Merian weitet seinen Dank vom Grossen Rat auf die gesamte Bürgerschaft aus. Denn zur Kräftigung eines sich gesund entwickelnden Gemeinwesens, «ist es erforderlich, dass der einzelne Bürger durch freiwillige Leistungen das Gedeihen des Ganzen zu fördern trachte». Es ist wohl als Referenz an all diese freiwilligen Leistungen zu verstehen, wenn der Rektor in der Folge jeden privaten Verein erwähnt, der sich für die Universität einsetzte: Von der 1835 gegründeten freiwilligen akademischen Gesellschaft über die Gesellschaft für «vaterländische Alterthümer» bis zur «Gartenbaugesellschaft». Merian vergisst niemanden.
Es sei eben ein typisches Merkmal der Basler Universität, dass ihre Geschichte seit der Gründung «aufs innigste» mit der Geschichte des Freistaates und der Geschichte der bürgerlichen Familien der Stadt verbunden sei. Ein Satz, den Professor Eduard Vischer fünfzig Jahre später an der nächsten Jubelfeier wieder aufnehmen und detailliert ausarbeiten wird. Wie Merian in der St.Martinskirche wird Vischer im Münster die Geschichte der Lehrstühle erzählen, die während hundert Jahren von Vertretern aus der gleichen Sippe besetzt wurden. «Und zwar zum Nutzen (...) der Universität und der Wissenschaft», wie Merian sagt. Die enge Verbindung zwischen Bürgerschaft und Universität sei seit der Gründung der Basler Hochschule von höchster Bedeutung. Auch wenn die Universität klein sei, so habe sie doch beim Aufbau des Gebäude menschlichen Wissens das Ihrige beitragen können. Darum sei es heute wichtiger denn je, den «innigen Verband unserer Anstalt mit dem allgemeinen Staatsleben» zu pflegen und weiter auszubilden: «Wir stehen in der Mitte unserer Mitbürger, unter uns und mit ihnen verbunden durch das unsichtbare Band, welches Alle vereinigt, deren Herz für Hebung der geistigen Interessen der Menschheit schlägt.»

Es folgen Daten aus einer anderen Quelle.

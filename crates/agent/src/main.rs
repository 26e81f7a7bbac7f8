//! Gridlock reference agent.
//!
//! Attaches to both shared segments, finds its own slot by pid, and then
//! plays: wait for a turn grant, read the board under the read lock, send
//! one move byte on stdout. Stdout is the move channel, so all logging
//! goes to stderr.

mod strategy;

use shared::{state_segment_name, sync_segment_name, Result, PASS_SENTINEL};
use state::StateSegment;
use std::io::Write;
use std::time::Duration;
use sync::{SyncSegment, WaitOutcome};
use tracing::{debug, info};

const DISCOVERY_TRIES: u32 = 200;
const DISCOVERY_BACKOFF: Duration = Duration::from_millis(50);
/// Gate waits run in short slices so game-over is noticed promptly even
/// when no turn ever arrives.
const TURN_WAIT_SLICE: Duration = Duration::from_millis(150);

fn main() -> anyhow::Result<()> {
    tracing_subscriber::fmt()
        .with_env_filter(tracing_subscriber::EnvFilter::from_default_env())
        .with_writer(std::io::stderr)
        .init();

    // Width and height arrive as argv, informational only; the state
    // segment is authoritative.
    let args: Vec<String> = std::env::args().skip(1).collect();
    debug!(?args, "starting");

    let state = StateSegment::attach(&state_segment_name(), false)?;
    let sync = SyncSegment::attach(&sync_segment_name())?;

    let slot = match discover_slot(&state, &sync)? {
        Some(slot) => slot,
        None => {
            // Not registered (or the game already ended): not an error,
            // there is just nothing to play.
            info!("no slot for this pid, exiting");
            return Ok(());
        }
    };
    info!(slot, "joined");

    play(&state, &sync, slot)
}

/// Find the slot whose record carries this process's pid. The orchestrator
/// writes the pid before the first grant, but this process can be
/// scheduled first, hence the bounded polling.
fn discover_slot(state: &StateSegment, sync: &SyncSegment) -> Result<Option<usize>> {
    let pid = std::process::id() as i32;
    for _ in 0..DISCOVERY_TRIES {
        {
            let guard = sync.read()?;
            let view = state.view(&guard);
            if view.header.is_over() {
                return Ok(None);
            }
            let n = view.header.agent_count as usize;
            for slot in 0..n {
                if view.header.agents[slot].pid == pid {
                    return Ok(Some(slot));
                }
            }
        }
        std::thread::sleep(DISCOVERY_BACKOFF);
    }
    Ok(None)
}

fn play(state: &StateSegment, sync: &SyncSegment, slot: usize) -> anyhow::Result<()> {
    let mut stdout = std::io::stdout();
    loop {
        match sync.wait_turn_timeout(slot, TURN_WAIT_SLICE)? {
            WaitOutcome::Granted => {}
            WaitOutcome::TimedOut => {
                let guard = sync.read()?;
                let view = state.view(&guard);
                if view.header.is_over() {
                    info!(slot, "game over");
                    return Ok(());
                }
                continue;
            }
        }

        let byte = {
            let guard = sync.read()?;
            let view = state.view(&guard);
            if view.header.is_over() {
                info!(slot, "game over");
                return Ok(());
            }
            match strategy::best_move(&view, slot) {
                Some(dir) => dir.as_byte(),
                None => PASS_SENTINEL,
            }
        };

        stdout.write_all(&[byte])?;
        stdout.flush()?;
        debug!(slot, byte, "move sent");
        // After a pass the orchestrator marks this slot blocked and stops
        // granting; the sliced gate wait above then rides out the rest of
        // the game and exits on game-over.
    }
}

Sein ganz persönliches Band mit der Geschichte der Universität und jener der grossen bürgerlichen Geschlechter der Stadt verrät der Rektor zum Schluss seiner Rede: «Sie verübeln mir vielleicht nicht noch eine andere Anführung. Der Rector Rudolf Thurneysen erwähnt in seiner Jubelrede von 1760 des Umstandes, dass Lucas Gernler, der Festredner von 1660, der Urgrossvater seiner Ehefrau gewesen sei. Thurneysen ist auch der Urgrossvater der meinigen.»